__Exercise input__:
============================================================
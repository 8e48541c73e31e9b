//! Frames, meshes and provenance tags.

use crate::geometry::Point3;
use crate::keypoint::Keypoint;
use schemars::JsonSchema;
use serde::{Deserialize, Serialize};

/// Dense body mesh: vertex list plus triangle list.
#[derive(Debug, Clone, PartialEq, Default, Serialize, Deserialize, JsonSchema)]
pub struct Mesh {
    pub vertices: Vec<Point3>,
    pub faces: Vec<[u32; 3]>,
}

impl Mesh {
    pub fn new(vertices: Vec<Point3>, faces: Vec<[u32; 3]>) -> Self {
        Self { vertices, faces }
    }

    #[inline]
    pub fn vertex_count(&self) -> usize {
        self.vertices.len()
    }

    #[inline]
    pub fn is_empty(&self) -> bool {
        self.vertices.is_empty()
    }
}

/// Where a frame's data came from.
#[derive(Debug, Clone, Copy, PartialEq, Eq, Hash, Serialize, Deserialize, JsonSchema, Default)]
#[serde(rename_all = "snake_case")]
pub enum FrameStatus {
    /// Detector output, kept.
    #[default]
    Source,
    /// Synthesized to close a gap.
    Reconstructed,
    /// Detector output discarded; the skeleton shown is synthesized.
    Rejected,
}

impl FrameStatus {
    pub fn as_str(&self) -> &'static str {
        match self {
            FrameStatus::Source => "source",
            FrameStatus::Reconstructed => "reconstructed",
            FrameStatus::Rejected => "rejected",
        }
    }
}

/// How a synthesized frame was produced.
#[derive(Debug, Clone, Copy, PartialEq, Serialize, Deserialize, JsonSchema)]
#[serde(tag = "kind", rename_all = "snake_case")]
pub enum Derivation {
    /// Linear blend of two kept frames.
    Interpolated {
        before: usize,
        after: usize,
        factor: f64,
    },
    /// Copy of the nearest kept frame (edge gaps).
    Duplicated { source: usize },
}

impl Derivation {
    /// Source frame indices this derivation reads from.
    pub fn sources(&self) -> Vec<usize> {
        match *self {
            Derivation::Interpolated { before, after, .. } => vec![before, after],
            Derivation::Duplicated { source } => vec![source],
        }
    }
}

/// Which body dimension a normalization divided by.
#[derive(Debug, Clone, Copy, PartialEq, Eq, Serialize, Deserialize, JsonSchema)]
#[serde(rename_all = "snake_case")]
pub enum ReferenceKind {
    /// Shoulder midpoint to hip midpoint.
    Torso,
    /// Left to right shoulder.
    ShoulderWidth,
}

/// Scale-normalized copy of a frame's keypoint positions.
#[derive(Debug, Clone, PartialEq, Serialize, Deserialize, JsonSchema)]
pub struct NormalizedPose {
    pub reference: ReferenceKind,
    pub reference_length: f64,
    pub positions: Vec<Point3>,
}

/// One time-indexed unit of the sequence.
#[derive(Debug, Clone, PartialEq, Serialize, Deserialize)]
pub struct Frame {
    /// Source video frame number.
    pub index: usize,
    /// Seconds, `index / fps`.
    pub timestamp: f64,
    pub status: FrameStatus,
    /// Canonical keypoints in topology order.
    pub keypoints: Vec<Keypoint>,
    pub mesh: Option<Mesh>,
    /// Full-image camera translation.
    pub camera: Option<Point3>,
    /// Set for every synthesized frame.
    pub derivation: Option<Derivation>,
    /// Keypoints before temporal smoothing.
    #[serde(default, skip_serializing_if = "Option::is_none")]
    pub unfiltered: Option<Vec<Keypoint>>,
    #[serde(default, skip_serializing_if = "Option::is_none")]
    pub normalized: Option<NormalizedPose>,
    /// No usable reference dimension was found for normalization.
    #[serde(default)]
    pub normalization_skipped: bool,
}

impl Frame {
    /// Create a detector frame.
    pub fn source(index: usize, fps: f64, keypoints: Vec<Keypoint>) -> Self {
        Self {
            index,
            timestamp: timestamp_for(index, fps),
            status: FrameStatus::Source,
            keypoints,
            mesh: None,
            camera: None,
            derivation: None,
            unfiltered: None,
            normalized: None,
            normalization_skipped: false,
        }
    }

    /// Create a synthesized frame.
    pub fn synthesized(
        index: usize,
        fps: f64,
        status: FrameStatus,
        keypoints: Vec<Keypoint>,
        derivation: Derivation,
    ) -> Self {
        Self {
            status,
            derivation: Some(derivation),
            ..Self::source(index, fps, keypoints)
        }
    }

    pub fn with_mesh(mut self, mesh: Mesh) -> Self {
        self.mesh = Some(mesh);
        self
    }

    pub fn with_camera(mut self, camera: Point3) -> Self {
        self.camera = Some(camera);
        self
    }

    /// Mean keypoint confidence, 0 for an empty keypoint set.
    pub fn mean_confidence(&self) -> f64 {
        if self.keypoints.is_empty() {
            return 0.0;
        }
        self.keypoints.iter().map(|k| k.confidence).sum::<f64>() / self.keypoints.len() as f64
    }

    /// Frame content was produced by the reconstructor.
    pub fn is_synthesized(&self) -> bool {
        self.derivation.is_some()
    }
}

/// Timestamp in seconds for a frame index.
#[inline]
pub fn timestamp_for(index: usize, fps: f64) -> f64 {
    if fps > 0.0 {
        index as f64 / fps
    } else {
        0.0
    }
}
============================================================
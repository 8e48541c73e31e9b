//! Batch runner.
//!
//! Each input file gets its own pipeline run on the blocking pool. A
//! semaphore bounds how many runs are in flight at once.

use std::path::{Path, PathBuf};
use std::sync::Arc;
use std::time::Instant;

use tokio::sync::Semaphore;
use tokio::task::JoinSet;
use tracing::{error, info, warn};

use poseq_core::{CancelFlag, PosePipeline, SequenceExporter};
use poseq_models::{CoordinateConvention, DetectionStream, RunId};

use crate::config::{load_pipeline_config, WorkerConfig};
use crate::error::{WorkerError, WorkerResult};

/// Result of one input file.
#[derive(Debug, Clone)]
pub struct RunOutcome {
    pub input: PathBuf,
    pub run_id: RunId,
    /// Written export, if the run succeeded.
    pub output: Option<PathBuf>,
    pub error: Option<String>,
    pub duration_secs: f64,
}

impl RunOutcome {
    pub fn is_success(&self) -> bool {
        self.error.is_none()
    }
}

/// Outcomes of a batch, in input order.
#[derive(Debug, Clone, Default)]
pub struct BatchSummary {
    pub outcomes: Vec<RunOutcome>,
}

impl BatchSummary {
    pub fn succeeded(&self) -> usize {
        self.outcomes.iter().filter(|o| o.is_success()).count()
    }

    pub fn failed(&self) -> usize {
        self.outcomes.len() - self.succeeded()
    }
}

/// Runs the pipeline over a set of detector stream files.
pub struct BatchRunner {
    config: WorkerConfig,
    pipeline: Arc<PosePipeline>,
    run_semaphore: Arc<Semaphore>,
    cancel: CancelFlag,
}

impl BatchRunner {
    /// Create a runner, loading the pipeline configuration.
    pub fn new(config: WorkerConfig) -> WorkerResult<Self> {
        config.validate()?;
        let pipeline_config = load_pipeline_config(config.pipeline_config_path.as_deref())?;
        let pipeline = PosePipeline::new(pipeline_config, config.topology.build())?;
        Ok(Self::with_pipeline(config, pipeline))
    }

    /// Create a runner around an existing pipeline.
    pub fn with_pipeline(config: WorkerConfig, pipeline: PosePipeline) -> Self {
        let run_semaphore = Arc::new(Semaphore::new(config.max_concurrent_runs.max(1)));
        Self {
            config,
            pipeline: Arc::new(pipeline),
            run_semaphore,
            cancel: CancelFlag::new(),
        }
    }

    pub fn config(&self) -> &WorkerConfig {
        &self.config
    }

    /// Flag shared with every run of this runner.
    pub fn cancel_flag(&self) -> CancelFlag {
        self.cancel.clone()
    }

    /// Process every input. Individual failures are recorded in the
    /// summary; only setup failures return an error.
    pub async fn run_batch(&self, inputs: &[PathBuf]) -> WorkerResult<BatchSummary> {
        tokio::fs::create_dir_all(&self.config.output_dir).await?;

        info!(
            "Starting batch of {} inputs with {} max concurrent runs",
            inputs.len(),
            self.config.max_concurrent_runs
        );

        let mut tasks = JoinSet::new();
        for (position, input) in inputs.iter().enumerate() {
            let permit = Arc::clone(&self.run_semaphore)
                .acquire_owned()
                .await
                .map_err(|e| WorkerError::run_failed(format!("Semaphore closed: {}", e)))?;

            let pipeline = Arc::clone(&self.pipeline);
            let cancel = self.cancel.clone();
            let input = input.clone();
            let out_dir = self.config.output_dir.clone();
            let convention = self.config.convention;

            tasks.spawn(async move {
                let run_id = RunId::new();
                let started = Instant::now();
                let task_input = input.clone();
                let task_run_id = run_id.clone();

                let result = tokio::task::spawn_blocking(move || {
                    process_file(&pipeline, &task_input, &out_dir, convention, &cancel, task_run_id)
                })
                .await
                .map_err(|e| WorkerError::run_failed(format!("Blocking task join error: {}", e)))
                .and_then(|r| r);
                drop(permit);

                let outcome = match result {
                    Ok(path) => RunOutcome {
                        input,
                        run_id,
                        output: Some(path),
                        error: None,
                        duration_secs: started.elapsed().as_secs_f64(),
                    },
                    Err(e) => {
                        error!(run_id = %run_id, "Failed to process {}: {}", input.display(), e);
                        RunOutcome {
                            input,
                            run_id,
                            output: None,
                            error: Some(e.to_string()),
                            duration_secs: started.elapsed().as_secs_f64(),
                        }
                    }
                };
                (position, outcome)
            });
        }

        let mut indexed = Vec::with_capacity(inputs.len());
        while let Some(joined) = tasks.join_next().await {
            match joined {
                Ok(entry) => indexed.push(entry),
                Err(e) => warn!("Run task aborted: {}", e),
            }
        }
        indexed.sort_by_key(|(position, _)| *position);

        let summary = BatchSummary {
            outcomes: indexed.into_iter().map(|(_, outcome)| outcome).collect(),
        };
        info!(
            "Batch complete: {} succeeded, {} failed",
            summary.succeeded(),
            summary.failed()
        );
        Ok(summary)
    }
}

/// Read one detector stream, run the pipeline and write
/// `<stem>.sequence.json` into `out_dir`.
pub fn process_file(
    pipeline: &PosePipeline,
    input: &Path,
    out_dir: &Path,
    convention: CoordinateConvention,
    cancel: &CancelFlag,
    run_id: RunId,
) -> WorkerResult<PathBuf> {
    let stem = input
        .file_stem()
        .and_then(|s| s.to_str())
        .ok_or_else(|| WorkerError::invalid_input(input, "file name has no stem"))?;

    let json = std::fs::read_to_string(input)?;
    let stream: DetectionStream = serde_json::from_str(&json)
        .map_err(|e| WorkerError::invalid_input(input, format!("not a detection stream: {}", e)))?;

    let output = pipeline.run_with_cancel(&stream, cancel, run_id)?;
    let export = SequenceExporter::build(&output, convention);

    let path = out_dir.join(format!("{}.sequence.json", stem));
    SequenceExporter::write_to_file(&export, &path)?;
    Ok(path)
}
============================================================
__Your goal__:
Of the entries above, transcribe exactly those lines that fall between the line containing "let mut tasks = JoinSet::new();" and the line containing "let task_run_id = run_id.clone();", together with those two lines.

__Response to this task__:
        let mut tasks = JoinSet::new();
        for (position, input) in inputs.iter().enumerate() {
            let permit = Arc::clone(&self.run_semaphore)
                .acquire_owned()
                .await
                .map_err(|e| WorkerError::run_failed(format!("Semaphore closed: {}", e)))?;

            let pipeline = Arc::clone(&self.pipeline);
            let cancel = self.cancel.clone();
            let input = input.clone();
            let out_dir = self.config.output_dir.clone();
            let convention = self.config.convention;

            tasks.spawn(async move {
                let run_id = RunId::new();
                let started = Instant::now();
                let task_input = input.clone();
                let task_run_id = run_id.clone();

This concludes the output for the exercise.